→ Problem to work on
Write out the data once more, exactly as it reads.

→ Data in this exercise

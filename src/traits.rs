//! Core traits that decouple hyprsnap from any specific compositor or
//! transport mechanism.
//!
//! Every concrete backend (Hyprland, a Unix-socket listener, a test harness,
//! …) implements one of these traits.  The
//! [`Dispatcher`](crate::dispatcher::Dispatcher) only depends on these
//! abstractions.

use crate::command::Command;
use crate::geometry::{DisplayGeometry, Rect};
use crate::registry::{WindowHandle, WindowIdentity};
use std::sync::mpsc;

/// The currently focused window, as reported by the window system.
#[derive(Debug, Clone, PartialEq, Eq)]
pub struct FocusedWindow {
    /// Stable identity of the owning process.
    pub identity: WindowIdentity,
    /// Window-system handle used for geometry queries and moves.
    pub handle: WindowHandle,
}

/// Native show-state changes that bypass the rectangle model.
#[derive(Debug, Clone, Copy, PartialEq, Eq)]
pub enum ShowState {
    Maximized,
    Minimized,
}

/// Abstraction over a window system that can report displays and focused
/// windows, and move or restyle a window.
///
/// An implementation might talk to Hyprland via IPC, or it might be a
/// recording stub used in tests.
pub trait WindowSystem {
    /// The error type produced by this window system.
    type Error: std::error::Error + Send + 'static;

    /// Enumerate all displays with their raw bounds and effective
    /// (chrome-excluded) bounds.
    ///
    /// Called fresh on every command — displays can be added, removed, or
    /// resized between hotkeys, so results must never be cached.
    fn displays(&self) -> Result<Vec<DisplayGeometry>, Self::Error>;

    /// The currently focused window, or `None` if nothing has focus.
    fn focused_window(&self) -> Result<Option<FocusedWindow>, Self::Error>;

    /// Current bounds of the window behind `handle`, or `None` if the window
    /// has closed since it was observed.
    fn window_bounds(&self, handle: &WindowHandle) -> Result<Option<Rect>, Self::Error>;

    /// Move and resize the window to `rect` (display-space pixels).
    fn move_window(&self, handle: &WindowHandle, rect: Rect) -> Result<(), Self::Error>;

    /// Apply a native show state (maximize/minimize) to the window.
    fn set_show_state(&self, handle: &WindowHandle, state: ShowState) -> Result<(), Self::Error>;
}

//  Command Source

/// A source of [`Command`]s.
///
/// Implementations listen on some transport — a Unix socket, an in-memory
/// channel, … — and forward parsed commands into the provided
/// [`mpsc::Sender`].
///
/// The trait is deliberately transport-agnostic: the dispatcher does not know
/// (or care) whether commands come from a socket, a hotkey helper, or a test
/// harness.
///
/// # Contract
///
/// * [`run`](CommandSource::run) **blocks** until the source is exhausted or
///   an unrecoverable error occurs.
/// * Each received command must be sent through `sink` exactly once.
/// * Implementations must be [`Send`] so they can run on a dedicated thread.
pub trait CommandSource: Send {
    /// The error type produced by this source.
    type Error: std::error::Error + Send + 'static;

    /// Start listening and forward every incoming [`Command`] into `sink`.
    ///
    /// This method blocks the calling thread.  To run multiple sources
    /// concurrently, spawn each one on its own thread.
    fn run(&mut self, sink: mpsc::Sender<Command>) -> Result<(), Self::Error>;
}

→ Exercise answer
filename src/traits.rs
//! Core traits that decouple hyprsnap from any specific compositor or
//! transport mechanism.
//!
//! Every concrete backend (Hyprland, a Unix-socket listener, a test harness,
//! …) implements one of these traits.  The
//! [`Dispatcher`](crate::dispatcher::Dispatcher) only depends on these
//! abstractions.

use crate::command::Command;
use crate::geometry::{DisplayGeometry, Rect};
use crate::registry::{WindowHandle, WindowIdentity};
use std::sync::mpsc;

/// The currently focused window, as reported by the window system.
#[derive(Debug, Clone, PartialEq, Eq)]
pub struct FocusedWindow {
    /// Stable identity of the owning process.
    pub identity: WindowIdentity,
    /// Window-system handle used for geometry queries and moves.
    pub handle: WindowHandle,
}

/// Native show-state changes that bypass the rectangle model.
#[derive(Debug, Clone, Copy, PartialEq, Eq)]
pub enum ShowState {
    Maximized,
    Minimized,
}

/// Abstraction over a window system that can report displays and focused
/// windows, and move or restyle a window.
///
/// An implementation might talk to Hyprland via IPC, or it might be a
/// recording stub used in tests.
pub trait WindowSystem {
    /// The error type produced by this window system.
    type Error: std::error::Error + Send + 'static;

    /// Enumerate all displays with their raw bounds and effective
    /// (chrome-excluded) bounds.
    ///
    /// Called fresh on every command — displays can be added, removed, or
    /// resized between hotkeys, so results must never be cached.
    fn displays(&self) -> Result<Vec<DisplayGeometry>, Self::Error>;

    /// The currently focused window, or `None` if nothing has focus.
    fn focused_window(&self) -> Result<Option<FocusedWindow>, Self::Error>;

    /// Current bounds of the window behind `handle`, or `None` if the window
    /// has closed since it was observed.
    fn window_bounds(&self, handle: &WindowHandle) -> Result<Option<Rect>, Self::Error>;

    /// Move and resize the window to `rect` (display-space pixels).
    fn move_window(&self, handle: &WindowHandle, rect: Rect) -> Result<(), Self::Error>;

    /// Apply a native show state (maximize/minimize) to the window.
    fn set_show_state(&self, handle: &WindowHandle, state: ShowState) -> Result<(), Self::Error>;
}

//  Command Source

/// A source of [`Command`]s.
///
/// Implementations listen on some transport — a Unix socket, an in-memory
/// channel, … — and forward parsed commands into the provided
/// [`mpsc::Sender`].
///
/// The trait is deliberately transport-agnostic: the dispatcher does not know
/// (or care) whether commands come from a socket, a hotkey helper, or a test
/// harness.
///
/// # Contract
///
/// * [`run`](CommandSource::run) **blocks** until the source is exhausted or
///   an unrecoverable error occurs.
/// * Each received command must be sent through `sink` exactly once.
/// * Implementations must be [`Send`] so they can run on a dedicated thread.
pub trait CommandSource: Send {
    /// The error type produced by this source.
    type Error: std::error::Error + Send + 'static;

    /// Start listening and forward every incoming [`Command`] into `sink`.
    ///
    /// This method blocks the calling thread.  To run multiple sources
    /// concurrently, spawn each one on its own thread.
    fn run(&mut self, sink: mpsc::Sender<Command>) -> Result<(), Self::Error>;
}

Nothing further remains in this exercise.